_Task description_.
The response should be the lines of the data, starting at the first and ending at the one that contains "and the discriminator", copied without change.

_Data for this exercise_.
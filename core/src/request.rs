//! Request lifecycle tracking.
//!
//! Every API action invocation is tracked under a [`RequestKey`]. The key is
//! the action name, or `action%discriminator` when the action tracks separate
//! requests per entity (updating todo 3 and todo 7 at the same time).
//!
//! A key moves `Unset → Pending → Success | Error`. Invoking the same key
//! again always re-enters `Pending`, whatever the previous outcome.

use chrono::{DateTime, Utc};
use serde::{Deserialize, Serialize};
use serde_json::Value;
use std::borrow::Borrow;
use std::collections::BTreeMap;
use std::fmt;

/// Identifier of one trackable request
#[derive(Debug, Clone, PartialEq, Eq, PartialOrd, Ord, Hash, Serialize, Deserialize)]
#[serde(transparent)]
pub struct RequestKey(String);

impl RequestKey {
    /// Separator between the action name and the discriminator
    pub const SEPARATOR: char = '%';

    /// Build the key for `action`, optionally scoped by a discriminator
    #[must_use]
    pub fn new(action: &str, discriminator: Option<&str>) -> Self {
        match discriminator {
            Some(discriminator) => Self(format!("{action}{}{discriminator}", Self::SEPARATOR)),
            None => Self(action.to_string()),
        }
    }

    /// The action part of the key
    #[must_use]
    pub fn action(&self) -> &str {
        self.0
            .split_once(Self::SEPARATOR)
            .map_or(self.0.as_str(), |(action, _)| action)
    }

    /// The discriminator part of the key, if any
    #[must_use]
    pub fn discriminator(&self) -> Option<&str> {
        self.0
            .split_once(Self::SEPARATOR)
            .map(|(_, discriminator)| discriminator)
    }

    /// The key as a string slice
    #[must_use]
    pub fn as_str(&self) -> &str {
        &self.0
    }
}

impl fmt::Display for RequestKey {
    fn fmt(&self, f: &mut fmt::Formatter<'_>) -> fmt::Result {
        f.write_str(&self.0)
    }
}

impl Borrow<str> for RequestKey {
    fn borrow(&self) -> &str {
        &self.0
    }
}

impl From<&str> for RequestKey {
    fn from(key: &str) -> Self {
        Self(key.to_string())
    }
}

impl From<String> for RequestKey {
    fn from(key: String) -> Self {
        Self(key)
    }
}

/// Lifecycle status of a request key
#[derive(Debug, Clone, Copy, Default, PartialEq, Eq, Serialize, Deserialize)]
#[serde(rename_all = "SCREAMING_SNAKE_CASE")]
pub enum RequestStatus {
    /// Never requested
    #[default]
    Unset,
    /// Request in flight
    Pending,
    /// Completed successfully
    Success,
    /// Completed with an error
    Error,
}

/// The stored lifecycle record for one request key
#[derive(Debug, Clone, PartialEq, Serialize, Deserialize)]
#[serde(rename_all = "camelCase")]
pub struct RequestRecord {
    /// Current status
    pub status: RequestStatus,
    /// When the latest invocation started
    pub requested_at: DateTime<Utc>,
    /// When the latest invocation finished
    pub completed_at: Option<DateTime<Utc>>,
    /// Opaque error payload of a failed invocation
    pub error: Option<Value>,
}

impl RequestRecord {
    /// A fresh record for an invocation that just started
    #[must_use]
    pub const fn pending(requested_at: DateTime<Utc>) -> Self {
        Self {
            status: RequestStatus::Pending,
            requested_at,
            completed_at: None,
            error: None,
        }
    }

    /// Mark the invocation as succeeded
    pub fn succeed(&mut self, completed_at: DateTime<Utc>) {
        self.status = RequestStatus::Success;
        self.completed_at = Some(completed_at);
        self.error = None;
    }

    /// Mark the invocation as failed with an error payload
    pub fn fail(&mut self, completed_at: DateTime<Utc>, error: Value) {
        self.status = RequestStatus::Error;
        self.completed_at = Some(completed_at);
        self.error = Some(error);
    }
}

/// All request records of a module, by key
pub type RequestMap = BTreeMap<RequestKey, RequestRecord>;

/// Read-only projection of a request record
///
/// Built from an optional record; an unknown key yields the empty view, so
/// lookups never fail.
///
/// # Example
///
/// ```
/// use revux_core::request::RequestStatusView;
///
/// let view = RequestStatusView::from_record(None);
/// assert!(view.is_empty());
/// assert!(view.is_pending_or_empty());
/// assert!(!view.was_requested());
/// assert_eq!(view.error_message(), None);
/// ```
#[derive(Debug, Clone, Default, PartialEq)]
pub struct RequestStatusView {
    status: RequestStatus,
    requested_at: Option<DateTime<Utc>>,
    completed_at: Option<DateTime<Utc>>,
    error: Option<Value>,
}

impl RequestStatusView {
    /// Project a record (or its absence) into a view
    #[must_use]
    pub fn from_record(record: Option<&RequestRecord>) -> Self {
        record.map_or_else(Self::default, |record| Self {
            status: record.status,
            requested_at: Some(record.requested_at),
            completed_at: record.completed_at,
            error: record.error.clone(),
        })
    }

    /// Raw status
    #[must_use]
    pub const fn status(&self) -> RequestStatus {
        self.status
    }

    /// When the latest invocation started
    #[must_use]
    pub const fn requested_at(&self) -> Option<DateTime<Utc>> {
        self.requested_at
    }

    /// When the latest invocation finished
    #[must_use]
    pub const fn completed_at(&self) -> Option<DateTime<Utc>> {
        self.completed_at
    }

    /// The request has been made at least once
    #[must_use]
    pub const fn was_requested(&self) -> bool {
        self.requested_at.is_some()
    }

    /// The request is in flight
    #[must_use]
    pub const fn is_pending(&self) -> bool {
        matches!(self.status, RequestStatus::Pending)
    }

    /// In flight, or never made (nothing worth rendering yet)
    #[must_use]
    pub const fn is_pending_or_empty(&self) -> bool {
        self.is_empty() || self.is_pending()
    }

    /// The request has never been made
    #[must_use]
    pub const fn is_empty(&self) -> bool {
        self.requested_at.is_none()
    }

    /// The latest invocation failed
    #[must_use]
    pub const fn is_error(&self) -> bool {
        matches!(self.status, RequestStatus::Error)
    }

    /// The latest invocation succeeded
    #[must_use]
    pub const fn is_success(&self) -> bool {
        matches!(self.status, RequestStatus::Success)
    }

    /// The opaque error payload
    #[must_use]
    pub const fn error(&self) -> Option<&Value> {
        self.error.as_ref()
    }

    /// First line of the error's `message`
    ///
    /// `None` when there is no error; an empty string when the payload has no
    /// recognizable message.
    #[must_use]
    pub fn error_message(&self) -> Option<String> {
        let error = self.error.as_ref()?;
        let message = match error {
            Value::String(message) => Some(message.as_str()),
            other => other.get("message").and_then(Value::as_str),
        };
        Some(
            message
                .and_then(|message| message.lines().next())
                .unwrap_or_default()
                .to_string(),
        )
    }

    /// Structured sub-errors from `error.details.messages`, if present
    #[must_use]
    pub fn error_messages(&self) -> &[Value] {
        self.error
            .as_ref()
            .and_then(|error| error.pointer("/details/messages"))
            .and_then(Value::as_array)
            .map(Vec::as_slice)
            .unwrap_or_default()
    }
}

#[cfg(test)]
mod tests {
    use super::*;
    use chrono::TimeZone;
    use serde_json::json;

    fn at(second: u32) -> DateTime<Utc> {
        Utc.with_ymd_and_hms(2025, 1, 1, 0, 0, second)
            .single()
            .unwrap_or_default()
    }

    #[test]
    fn test_request_key_plain() {
        let key = RequestKey::new("GET_TODOS", None);
        assert_eq!(key.as_str(), "GET_TODOS");
        assert_eq!(key.action(), "GET_TODOS");
        assert_eq!(key.discriminator(), None);
    }

    #[test]
    fn test_request_key_with_discriminator() {
        let key = RequestKey::new("UPDATE_TODO", Some("7"));
        assert_eq!(key.to_string(), "UPDATE_TODO%7");
        assert_eq!(key.action(), "UPDATE_TODO");
        assert_eq!(key.discriminator(), Some("7"));
    }

    #[test]
    fn test_map_lookup_by_str() {
        let mut map = RequestMap::new();
        map.insert(RequestKey::new("A", Some("1")), RequestRecord::pending(at(0)));
        assert!(map.contains_key("A%1"));
        assert!(!map.contains_key("A"));
    }

    #[test]
    fn test_record_transitions() {
        let mut record = RequestRecord::pending(at(0));
        assert_eq!(record.status, RequestStatus::Pending);

        record.fail(at(1), json!({ "message": "boom" }));
        assert_eq!(record.status, RequestStatus::Error);
        assert_eq!(record.completed_at, Some(at(1)));

        record.succeed(at(2));
        assert_eq!(record.status, RequestStatus::Success);
        assert_eq!(record.error, None);
    }

    #[test]
    fn test_pending_view() {
        let record = RequestRecord::pending(at(0));
        let view = RequestStatusView::from_record(Some(&record));
        assert!(view.was_requested());
        assert!(view.is_pending());
        assert!(view.is_pending_or_empty());
        assert!(!view.is_empty());
        assert!(!view.is_success());
        assert!(!view.is_error());
    }

    #[test]
    fn test_error_view_extracts_messages() {
        let mut record = RequestRecord::pending(at(0));
        record.fail(
            at(1),
            json!({
                "message": "Validation failed\nsee details",
                "details": { "messages": [{ "field": "title" }, "too short"] }
            }),
        );
        let view = RequestStatusView::from_record(Some(&record));

        assert!(view.is_error());
        assert!(!view.is_pending_or_empty());
        assert_eq!(view.error_message().as_deref(), Some("Validation failed"));
        assert_eq!(view.error_messages().len(), 2);
        assert_eq!(view.error_messages()[1], json!("too short"));
    }

    #[test]
    fn test_error_without_message_degrades_to_blank() {
        let mut record = RequestRecord::pending(at(0));
        record.fail(at(1), json!({ "code": 500 }));
        let view = RequestStatusView::from_record(Some(&record));

        assert_eq!(view.error_message().as_deref(), Some(""));
        assert!(view.error_messages().is_empty());
    }

    #[test]
    fn test_record_serializes_like_a_status_map() -> Result<(), serde_json::Error> {
        let record = RequestRecord::pending(at(0));
        let value = serde_json::to_value(&record)?;
        assert_eq!(value["status"], json!("PENDING"));
        assert!(value.get("requestedAt").is_some());
        Ok(())
    }
}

_Written solution_.
filename core/src/request.rs
//! Request lifecycle tracking.
//!
//! Every API action invocation is tracked under a [`RequestKey`]. The key is
//! the action name, or `action%discriminator` when the action tracks separate
//! requests per entity (updating todo 3 and todo 7 at the same time).
//!
//! A key moves `Unset → Pending → Success | Error`. Invoking the same key
//! again always re-enters `Pending`, whatever the previous outcome.

use chrono::{DateTime, Utc};
use serde::{Deserialize, Serialize};
use serde_json::Value;
use std::borrow::Borrow;
use std::collections::BTreeMap;
use std::fmt;

/// Identifier of one trackable request
#[derive(Debug, Clone, PartialEq, Eq, PartialOrd, Ord, Hash, Serialize, Deserialize)]
#[serde(transparent)]
pub struct RequestKey(String);

impl RequestKey {
    /// Separator between the action name and the discriminator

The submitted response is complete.